BRIEF. Locate the line that contains "return Err(StorageError::NotFound(name.to_string()));" in the entries below, then repeat it and every following line through the line that contains "async fn list(&self)", exactly, and no others.

DATA IN THIS EXERCISE.
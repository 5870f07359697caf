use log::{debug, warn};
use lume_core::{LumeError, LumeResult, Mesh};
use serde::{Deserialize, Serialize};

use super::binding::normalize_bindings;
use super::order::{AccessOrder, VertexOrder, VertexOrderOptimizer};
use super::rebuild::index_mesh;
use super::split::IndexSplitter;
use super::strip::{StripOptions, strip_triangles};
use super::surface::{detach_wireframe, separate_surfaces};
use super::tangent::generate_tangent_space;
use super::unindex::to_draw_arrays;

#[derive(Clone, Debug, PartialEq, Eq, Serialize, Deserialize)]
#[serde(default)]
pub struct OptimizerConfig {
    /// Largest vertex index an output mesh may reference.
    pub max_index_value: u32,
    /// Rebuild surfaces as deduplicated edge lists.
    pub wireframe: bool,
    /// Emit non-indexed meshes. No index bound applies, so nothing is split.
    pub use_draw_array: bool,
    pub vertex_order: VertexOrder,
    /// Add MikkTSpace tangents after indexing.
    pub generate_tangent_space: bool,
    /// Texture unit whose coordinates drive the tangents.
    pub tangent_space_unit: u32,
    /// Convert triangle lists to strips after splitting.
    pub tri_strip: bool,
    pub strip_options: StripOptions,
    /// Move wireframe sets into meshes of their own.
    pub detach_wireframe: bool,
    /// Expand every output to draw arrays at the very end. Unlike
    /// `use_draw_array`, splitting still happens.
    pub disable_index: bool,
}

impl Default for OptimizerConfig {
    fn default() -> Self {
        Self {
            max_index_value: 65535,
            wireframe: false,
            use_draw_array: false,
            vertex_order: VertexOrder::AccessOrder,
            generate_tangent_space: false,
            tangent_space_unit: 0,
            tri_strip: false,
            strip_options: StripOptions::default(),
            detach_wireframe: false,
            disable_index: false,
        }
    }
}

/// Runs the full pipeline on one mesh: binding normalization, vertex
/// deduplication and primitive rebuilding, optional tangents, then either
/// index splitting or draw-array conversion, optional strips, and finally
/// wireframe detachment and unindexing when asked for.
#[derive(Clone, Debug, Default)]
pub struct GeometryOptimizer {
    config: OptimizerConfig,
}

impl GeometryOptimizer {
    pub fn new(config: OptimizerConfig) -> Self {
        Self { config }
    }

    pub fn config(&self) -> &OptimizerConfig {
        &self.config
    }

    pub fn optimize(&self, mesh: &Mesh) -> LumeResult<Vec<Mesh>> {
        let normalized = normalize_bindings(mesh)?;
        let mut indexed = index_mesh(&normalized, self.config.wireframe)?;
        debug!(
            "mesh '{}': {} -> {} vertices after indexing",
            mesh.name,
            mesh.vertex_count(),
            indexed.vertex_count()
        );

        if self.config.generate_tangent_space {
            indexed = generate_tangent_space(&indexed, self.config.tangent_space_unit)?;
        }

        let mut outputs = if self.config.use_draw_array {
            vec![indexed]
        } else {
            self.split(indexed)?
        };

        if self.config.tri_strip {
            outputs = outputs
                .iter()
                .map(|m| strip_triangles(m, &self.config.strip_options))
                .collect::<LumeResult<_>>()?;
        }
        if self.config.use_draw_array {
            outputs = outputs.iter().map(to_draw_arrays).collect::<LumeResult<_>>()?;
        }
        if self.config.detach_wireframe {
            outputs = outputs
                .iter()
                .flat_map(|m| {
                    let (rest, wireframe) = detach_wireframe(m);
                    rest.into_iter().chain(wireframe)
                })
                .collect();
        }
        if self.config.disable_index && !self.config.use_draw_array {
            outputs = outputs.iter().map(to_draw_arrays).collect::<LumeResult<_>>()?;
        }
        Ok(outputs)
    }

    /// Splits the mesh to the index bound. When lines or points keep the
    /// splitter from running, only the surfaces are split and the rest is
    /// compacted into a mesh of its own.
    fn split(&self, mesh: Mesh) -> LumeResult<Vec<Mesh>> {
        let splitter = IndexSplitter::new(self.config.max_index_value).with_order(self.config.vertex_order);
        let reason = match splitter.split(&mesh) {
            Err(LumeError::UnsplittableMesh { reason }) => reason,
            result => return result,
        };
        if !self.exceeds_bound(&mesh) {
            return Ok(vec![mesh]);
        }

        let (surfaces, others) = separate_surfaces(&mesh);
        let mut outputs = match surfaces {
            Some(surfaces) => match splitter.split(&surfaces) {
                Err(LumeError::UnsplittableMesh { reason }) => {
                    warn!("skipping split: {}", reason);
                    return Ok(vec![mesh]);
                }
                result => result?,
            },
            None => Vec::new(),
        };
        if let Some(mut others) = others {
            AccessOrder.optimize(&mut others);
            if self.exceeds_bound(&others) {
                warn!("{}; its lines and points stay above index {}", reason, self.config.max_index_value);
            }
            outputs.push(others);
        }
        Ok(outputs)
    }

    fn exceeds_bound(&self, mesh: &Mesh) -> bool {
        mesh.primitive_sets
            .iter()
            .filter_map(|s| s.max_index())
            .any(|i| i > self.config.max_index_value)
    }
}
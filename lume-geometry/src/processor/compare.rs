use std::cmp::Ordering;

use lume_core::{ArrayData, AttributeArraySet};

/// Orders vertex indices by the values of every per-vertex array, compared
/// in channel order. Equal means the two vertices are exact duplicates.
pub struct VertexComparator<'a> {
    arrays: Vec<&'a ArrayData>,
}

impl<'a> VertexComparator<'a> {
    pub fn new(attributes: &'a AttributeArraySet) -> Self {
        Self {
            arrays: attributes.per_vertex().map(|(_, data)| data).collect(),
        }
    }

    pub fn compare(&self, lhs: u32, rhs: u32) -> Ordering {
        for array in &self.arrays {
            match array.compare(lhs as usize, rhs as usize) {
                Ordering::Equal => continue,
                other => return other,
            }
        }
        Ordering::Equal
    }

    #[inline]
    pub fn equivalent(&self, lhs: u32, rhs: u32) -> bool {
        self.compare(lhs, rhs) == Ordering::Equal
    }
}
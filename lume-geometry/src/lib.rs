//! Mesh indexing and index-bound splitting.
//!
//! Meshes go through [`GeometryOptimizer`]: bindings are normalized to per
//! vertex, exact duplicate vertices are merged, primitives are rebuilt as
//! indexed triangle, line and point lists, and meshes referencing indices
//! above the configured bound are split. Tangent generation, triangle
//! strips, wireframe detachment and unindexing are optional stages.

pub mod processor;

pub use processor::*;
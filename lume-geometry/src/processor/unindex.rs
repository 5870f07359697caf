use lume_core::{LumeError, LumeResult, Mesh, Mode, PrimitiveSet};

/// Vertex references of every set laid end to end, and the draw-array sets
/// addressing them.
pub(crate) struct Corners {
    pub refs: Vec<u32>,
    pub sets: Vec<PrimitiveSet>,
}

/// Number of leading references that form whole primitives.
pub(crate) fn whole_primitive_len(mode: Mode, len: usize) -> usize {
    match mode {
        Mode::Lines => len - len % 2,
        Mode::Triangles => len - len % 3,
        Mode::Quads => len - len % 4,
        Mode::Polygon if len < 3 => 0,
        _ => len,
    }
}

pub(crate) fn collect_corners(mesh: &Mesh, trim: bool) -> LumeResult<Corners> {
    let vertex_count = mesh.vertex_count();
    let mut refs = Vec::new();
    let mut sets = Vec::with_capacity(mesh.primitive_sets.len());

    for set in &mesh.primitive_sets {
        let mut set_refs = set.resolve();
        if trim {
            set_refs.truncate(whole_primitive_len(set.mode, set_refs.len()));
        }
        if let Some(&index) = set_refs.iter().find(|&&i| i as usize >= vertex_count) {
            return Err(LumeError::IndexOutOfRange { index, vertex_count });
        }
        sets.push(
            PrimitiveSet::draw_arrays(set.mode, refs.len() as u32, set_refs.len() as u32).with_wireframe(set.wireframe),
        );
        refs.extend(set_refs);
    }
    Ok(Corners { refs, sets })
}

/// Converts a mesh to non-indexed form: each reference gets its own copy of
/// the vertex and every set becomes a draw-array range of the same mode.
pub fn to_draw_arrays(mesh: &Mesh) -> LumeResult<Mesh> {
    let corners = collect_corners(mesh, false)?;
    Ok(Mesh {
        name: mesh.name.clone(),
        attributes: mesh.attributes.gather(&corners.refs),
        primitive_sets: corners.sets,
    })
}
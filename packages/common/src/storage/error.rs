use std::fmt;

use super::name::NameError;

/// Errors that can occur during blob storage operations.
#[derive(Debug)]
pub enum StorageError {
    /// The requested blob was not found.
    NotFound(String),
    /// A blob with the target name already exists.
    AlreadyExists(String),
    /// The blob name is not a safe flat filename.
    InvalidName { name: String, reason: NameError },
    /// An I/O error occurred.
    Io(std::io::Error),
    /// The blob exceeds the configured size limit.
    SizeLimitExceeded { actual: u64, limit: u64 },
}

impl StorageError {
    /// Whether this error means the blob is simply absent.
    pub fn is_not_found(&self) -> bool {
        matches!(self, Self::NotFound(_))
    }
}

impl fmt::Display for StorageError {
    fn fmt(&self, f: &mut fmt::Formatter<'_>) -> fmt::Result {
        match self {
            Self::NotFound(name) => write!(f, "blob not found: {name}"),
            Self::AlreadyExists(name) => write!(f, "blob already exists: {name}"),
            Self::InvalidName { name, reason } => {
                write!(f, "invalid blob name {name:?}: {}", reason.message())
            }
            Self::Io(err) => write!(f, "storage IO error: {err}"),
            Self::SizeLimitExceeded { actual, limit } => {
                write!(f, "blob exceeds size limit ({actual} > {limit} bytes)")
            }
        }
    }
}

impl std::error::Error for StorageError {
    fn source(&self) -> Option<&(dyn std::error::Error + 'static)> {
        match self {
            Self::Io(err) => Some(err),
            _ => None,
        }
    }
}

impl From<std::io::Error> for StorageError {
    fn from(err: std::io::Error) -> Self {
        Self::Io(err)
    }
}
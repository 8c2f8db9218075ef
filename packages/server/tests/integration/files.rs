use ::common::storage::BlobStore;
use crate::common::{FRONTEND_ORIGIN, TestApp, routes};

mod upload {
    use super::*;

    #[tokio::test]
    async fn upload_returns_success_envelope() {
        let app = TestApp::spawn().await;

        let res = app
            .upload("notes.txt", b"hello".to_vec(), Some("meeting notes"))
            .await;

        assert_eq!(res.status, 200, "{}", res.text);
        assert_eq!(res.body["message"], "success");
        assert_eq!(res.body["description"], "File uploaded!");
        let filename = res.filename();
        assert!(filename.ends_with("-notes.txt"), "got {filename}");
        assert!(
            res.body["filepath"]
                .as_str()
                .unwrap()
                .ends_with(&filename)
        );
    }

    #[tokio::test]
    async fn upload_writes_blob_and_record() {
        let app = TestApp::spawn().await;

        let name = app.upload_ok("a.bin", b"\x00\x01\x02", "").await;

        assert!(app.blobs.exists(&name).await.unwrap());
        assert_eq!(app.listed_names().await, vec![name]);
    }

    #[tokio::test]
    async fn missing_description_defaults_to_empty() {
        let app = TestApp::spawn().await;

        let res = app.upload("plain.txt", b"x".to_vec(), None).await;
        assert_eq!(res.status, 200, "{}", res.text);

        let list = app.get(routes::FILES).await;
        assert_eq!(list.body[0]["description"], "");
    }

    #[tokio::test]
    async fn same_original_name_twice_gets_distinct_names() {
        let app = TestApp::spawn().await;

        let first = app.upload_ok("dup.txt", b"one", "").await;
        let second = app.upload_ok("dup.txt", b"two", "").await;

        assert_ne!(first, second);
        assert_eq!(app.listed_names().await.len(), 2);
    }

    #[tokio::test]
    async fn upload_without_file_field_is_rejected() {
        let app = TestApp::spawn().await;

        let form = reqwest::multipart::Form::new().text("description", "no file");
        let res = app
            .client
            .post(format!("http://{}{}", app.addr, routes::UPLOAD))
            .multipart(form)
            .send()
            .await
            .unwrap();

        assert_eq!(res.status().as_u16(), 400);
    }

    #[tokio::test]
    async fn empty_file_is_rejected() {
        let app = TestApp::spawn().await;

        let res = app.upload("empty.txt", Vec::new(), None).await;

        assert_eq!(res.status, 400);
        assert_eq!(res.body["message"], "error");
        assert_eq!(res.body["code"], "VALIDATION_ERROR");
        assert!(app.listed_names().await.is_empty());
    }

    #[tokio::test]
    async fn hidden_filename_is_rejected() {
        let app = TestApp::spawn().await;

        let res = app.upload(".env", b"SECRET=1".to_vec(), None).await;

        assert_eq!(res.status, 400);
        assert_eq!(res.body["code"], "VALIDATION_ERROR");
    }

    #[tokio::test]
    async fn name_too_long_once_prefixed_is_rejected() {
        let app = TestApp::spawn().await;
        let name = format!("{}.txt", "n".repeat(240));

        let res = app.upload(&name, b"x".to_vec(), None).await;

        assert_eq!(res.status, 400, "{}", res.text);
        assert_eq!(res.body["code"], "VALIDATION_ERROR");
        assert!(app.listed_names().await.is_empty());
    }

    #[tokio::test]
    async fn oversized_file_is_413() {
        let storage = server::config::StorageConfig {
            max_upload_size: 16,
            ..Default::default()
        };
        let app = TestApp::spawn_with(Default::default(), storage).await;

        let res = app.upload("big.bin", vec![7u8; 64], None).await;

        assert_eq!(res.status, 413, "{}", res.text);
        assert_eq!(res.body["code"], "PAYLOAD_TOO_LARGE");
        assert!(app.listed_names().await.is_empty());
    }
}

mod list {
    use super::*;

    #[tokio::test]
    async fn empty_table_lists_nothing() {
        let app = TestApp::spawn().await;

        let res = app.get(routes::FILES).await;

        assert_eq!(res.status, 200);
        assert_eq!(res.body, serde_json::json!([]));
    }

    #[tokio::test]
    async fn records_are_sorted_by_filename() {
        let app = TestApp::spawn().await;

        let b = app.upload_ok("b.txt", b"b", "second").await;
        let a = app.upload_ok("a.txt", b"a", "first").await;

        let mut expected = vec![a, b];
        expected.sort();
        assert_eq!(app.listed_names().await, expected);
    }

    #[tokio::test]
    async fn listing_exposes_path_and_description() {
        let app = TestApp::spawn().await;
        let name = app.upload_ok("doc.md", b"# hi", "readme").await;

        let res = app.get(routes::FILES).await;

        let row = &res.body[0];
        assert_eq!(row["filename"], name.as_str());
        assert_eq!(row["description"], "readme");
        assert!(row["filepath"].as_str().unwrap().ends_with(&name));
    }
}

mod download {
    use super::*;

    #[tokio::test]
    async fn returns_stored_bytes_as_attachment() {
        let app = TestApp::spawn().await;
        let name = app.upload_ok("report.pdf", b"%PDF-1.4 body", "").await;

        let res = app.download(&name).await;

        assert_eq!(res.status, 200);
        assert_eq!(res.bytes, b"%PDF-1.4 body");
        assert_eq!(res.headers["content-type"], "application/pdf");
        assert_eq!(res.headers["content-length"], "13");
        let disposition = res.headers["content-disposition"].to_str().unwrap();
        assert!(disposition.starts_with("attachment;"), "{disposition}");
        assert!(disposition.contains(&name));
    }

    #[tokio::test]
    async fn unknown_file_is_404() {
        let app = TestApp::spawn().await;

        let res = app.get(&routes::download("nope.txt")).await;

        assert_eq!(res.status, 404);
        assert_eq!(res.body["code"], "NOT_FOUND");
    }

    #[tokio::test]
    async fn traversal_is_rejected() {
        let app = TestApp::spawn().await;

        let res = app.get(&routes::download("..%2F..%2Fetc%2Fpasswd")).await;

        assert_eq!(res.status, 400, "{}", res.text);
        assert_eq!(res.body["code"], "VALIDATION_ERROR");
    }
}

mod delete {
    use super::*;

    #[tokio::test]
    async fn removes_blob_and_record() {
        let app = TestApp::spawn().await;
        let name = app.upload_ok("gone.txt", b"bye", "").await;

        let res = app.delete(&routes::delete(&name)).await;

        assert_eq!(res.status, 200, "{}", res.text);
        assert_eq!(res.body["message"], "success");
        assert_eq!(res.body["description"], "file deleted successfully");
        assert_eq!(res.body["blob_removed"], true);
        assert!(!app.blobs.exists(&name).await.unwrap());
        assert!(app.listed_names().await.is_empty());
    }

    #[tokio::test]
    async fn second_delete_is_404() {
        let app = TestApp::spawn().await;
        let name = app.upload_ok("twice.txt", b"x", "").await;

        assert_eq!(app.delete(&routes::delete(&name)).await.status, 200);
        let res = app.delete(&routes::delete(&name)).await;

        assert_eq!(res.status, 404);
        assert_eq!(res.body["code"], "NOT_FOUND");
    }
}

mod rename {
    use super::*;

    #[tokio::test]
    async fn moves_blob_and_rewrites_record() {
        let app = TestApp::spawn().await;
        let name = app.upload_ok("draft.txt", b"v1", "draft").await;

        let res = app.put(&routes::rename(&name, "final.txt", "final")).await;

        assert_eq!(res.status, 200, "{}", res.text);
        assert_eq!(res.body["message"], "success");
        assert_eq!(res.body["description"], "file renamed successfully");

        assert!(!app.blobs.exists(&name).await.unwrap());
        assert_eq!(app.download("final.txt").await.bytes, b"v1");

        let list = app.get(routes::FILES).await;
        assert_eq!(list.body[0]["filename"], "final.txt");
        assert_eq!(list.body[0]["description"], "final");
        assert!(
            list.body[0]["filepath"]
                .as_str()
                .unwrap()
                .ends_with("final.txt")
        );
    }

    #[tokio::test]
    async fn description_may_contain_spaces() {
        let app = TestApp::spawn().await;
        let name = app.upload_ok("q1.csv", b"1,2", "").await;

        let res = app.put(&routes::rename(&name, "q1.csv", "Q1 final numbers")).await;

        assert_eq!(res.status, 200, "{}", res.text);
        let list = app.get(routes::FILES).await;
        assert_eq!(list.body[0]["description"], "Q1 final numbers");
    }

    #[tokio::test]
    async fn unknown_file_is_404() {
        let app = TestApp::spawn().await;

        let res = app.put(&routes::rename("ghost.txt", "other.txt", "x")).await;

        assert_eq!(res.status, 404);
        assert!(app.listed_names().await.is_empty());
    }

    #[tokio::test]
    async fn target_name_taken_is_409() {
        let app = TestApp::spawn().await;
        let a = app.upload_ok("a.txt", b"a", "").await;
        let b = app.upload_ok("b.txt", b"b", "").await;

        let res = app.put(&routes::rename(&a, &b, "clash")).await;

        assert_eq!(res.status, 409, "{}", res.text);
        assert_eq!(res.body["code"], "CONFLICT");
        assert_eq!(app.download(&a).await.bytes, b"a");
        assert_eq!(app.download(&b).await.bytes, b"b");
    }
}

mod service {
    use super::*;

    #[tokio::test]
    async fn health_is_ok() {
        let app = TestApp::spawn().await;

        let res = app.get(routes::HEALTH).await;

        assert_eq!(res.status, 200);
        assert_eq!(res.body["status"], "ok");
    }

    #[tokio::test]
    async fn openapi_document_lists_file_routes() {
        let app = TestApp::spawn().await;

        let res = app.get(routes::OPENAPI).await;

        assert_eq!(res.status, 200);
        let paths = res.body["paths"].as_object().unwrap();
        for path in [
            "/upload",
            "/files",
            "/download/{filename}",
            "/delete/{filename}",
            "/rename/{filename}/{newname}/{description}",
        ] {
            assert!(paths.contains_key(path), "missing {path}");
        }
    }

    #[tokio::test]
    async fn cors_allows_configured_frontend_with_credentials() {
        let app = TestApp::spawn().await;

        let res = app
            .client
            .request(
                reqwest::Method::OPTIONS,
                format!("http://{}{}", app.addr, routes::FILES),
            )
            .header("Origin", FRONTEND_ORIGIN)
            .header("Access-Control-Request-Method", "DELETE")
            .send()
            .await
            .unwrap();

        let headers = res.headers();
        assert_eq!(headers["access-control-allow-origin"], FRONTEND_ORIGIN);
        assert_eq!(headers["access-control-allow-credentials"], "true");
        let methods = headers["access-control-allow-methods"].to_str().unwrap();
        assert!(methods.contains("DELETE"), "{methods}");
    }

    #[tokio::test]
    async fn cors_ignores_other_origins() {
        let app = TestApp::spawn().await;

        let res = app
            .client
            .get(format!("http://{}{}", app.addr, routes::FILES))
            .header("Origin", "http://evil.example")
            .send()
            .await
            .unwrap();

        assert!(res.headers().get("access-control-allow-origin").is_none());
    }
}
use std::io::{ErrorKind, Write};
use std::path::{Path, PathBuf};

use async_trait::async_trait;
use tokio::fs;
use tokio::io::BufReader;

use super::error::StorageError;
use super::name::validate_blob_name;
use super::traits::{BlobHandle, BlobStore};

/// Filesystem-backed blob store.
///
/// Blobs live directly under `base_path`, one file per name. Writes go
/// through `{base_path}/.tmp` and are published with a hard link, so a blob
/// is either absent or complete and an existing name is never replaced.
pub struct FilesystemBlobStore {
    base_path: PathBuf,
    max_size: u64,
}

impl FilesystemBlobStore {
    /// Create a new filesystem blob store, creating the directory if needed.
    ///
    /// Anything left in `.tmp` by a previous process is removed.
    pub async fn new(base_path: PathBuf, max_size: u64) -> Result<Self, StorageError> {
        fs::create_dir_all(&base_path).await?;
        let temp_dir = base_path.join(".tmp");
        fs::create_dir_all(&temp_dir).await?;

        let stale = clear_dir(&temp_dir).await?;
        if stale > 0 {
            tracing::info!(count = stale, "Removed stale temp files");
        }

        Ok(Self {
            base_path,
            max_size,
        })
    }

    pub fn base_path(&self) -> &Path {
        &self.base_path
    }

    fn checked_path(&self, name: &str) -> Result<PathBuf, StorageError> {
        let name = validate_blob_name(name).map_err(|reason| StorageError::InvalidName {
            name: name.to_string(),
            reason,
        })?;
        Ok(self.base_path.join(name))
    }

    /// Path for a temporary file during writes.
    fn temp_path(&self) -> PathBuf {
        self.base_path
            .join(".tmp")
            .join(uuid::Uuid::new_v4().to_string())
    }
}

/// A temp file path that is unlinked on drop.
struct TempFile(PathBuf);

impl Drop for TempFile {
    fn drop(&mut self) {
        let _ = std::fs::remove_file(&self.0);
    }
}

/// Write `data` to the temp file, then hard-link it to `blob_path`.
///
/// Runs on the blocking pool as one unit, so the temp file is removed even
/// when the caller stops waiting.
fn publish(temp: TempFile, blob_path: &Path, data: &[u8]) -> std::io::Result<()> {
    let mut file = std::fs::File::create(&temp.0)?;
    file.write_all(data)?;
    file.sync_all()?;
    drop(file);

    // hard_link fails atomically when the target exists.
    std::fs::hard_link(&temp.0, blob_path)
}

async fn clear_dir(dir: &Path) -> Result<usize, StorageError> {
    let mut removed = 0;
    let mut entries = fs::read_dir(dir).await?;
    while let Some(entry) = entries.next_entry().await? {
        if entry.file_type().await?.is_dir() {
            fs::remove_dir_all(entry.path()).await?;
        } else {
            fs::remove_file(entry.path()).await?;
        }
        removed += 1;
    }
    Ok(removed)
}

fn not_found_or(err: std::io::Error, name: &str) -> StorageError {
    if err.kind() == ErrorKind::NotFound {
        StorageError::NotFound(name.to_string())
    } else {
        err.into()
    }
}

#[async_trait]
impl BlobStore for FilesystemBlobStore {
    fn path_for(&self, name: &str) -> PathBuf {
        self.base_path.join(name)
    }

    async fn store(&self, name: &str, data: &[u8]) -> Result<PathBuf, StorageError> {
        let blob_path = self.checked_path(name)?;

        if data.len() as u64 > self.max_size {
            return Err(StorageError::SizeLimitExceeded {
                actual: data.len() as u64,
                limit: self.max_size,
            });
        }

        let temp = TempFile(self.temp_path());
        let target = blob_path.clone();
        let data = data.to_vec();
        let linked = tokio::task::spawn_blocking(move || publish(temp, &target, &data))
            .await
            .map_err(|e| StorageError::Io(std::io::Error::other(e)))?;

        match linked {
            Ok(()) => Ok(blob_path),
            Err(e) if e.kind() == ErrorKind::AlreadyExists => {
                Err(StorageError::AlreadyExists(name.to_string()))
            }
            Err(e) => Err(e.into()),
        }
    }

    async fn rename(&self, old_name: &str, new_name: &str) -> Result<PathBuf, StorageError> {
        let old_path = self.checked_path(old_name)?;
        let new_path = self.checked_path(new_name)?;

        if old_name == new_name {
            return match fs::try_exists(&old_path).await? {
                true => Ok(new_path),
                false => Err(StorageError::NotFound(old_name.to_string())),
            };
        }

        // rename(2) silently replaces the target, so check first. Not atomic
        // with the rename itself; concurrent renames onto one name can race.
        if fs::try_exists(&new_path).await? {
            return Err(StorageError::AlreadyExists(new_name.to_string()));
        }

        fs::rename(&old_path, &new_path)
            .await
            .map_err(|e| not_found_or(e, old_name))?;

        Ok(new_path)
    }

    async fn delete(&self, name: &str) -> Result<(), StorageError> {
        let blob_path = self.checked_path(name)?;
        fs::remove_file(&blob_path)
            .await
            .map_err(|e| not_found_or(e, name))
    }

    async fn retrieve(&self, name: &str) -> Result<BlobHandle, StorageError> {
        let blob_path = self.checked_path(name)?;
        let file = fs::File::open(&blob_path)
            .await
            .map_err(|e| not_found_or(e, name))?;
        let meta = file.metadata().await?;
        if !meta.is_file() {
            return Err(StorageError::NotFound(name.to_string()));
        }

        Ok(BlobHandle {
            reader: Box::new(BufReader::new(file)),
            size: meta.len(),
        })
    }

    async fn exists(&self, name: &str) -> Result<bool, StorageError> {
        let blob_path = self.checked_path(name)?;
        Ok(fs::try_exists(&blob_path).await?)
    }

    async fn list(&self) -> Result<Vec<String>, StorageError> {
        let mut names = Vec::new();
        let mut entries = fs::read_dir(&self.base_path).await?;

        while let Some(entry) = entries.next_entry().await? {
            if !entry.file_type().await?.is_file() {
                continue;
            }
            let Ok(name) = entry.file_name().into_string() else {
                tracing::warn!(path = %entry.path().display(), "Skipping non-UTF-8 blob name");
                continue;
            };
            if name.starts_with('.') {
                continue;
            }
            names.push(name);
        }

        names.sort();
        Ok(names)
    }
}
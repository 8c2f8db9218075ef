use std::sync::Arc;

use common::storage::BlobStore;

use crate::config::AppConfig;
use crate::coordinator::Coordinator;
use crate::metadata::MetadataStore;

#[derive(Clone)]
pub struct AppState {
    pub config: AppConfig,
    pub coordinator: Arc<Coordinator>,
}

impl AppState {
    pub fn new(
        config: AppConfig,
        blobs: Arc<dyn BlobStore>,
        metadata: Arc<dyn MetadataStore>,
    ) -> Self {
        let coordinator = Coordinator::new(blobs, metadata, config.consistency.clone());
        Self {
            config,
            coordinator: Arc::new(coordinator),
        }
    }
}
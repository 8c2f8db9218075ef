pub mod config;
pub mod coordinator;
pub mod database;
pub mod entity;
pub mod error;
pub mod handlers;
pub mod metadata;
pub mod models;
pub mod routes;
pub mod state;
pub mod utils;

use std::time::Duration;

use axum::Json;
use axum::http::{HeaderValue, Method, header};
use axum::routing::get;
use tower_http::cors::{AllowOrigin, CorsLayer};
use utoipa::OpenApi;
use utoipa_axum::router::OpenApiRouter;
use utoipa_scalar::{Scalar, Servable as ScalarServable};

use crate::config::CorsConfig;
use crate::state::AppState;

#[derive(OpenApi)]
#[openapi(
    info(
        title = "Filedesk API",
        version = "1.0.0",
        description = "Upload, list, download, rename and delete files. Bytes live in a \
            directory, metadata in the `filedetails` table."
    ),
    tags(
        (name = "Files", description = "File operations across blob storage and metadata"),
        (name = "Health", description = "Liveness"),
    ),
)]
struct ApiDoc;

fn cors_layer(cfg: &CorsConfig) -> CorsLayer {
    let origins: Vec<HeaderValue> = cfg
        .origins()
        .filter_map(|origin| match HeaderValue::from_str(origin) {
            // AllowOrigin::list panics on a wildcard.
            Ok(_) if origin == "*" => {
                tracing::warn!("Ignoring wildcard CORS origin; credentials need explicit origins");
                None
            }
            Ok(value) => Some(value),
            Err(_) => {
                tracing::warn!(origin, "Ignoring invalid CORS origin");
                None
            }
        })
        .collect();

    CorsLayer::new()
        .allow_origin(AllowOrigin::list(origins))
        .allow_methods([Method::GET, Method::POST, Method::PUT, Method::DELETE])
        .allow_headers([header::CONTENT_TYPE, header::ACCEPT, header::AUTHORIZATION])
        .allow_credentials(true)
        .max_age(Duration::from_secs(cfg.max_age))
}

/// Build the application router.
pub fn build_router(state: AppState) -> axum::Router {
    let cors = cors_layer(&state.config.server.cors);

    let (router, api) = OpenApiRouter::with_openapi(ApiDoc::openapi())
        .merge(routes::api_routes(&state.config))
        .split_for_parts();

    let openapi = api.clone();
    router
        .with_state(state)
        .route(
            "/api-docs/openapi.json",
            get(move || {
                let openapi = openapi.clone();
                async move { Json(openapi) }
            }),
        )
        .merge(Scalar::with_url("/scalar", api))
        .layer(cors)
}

RESPONSE FOR THIS EXERCISE.
            return Err(StorageError::NotFound(name.to_string()));
        }

        Ok(BlobHandle {
            reader: Box::new(BufReader::new(file)),
            size: meta.len(),
        })
    }

    async fn exists(&self, name: &str) -> Result<bool, StorageError> {
        let blob_path = self.checked_path(name)?;
        Ok(fs::try_exists(&blob_path).await?)
    }

    async fn list(&self) -> Result<Vec<String>, StorageError> {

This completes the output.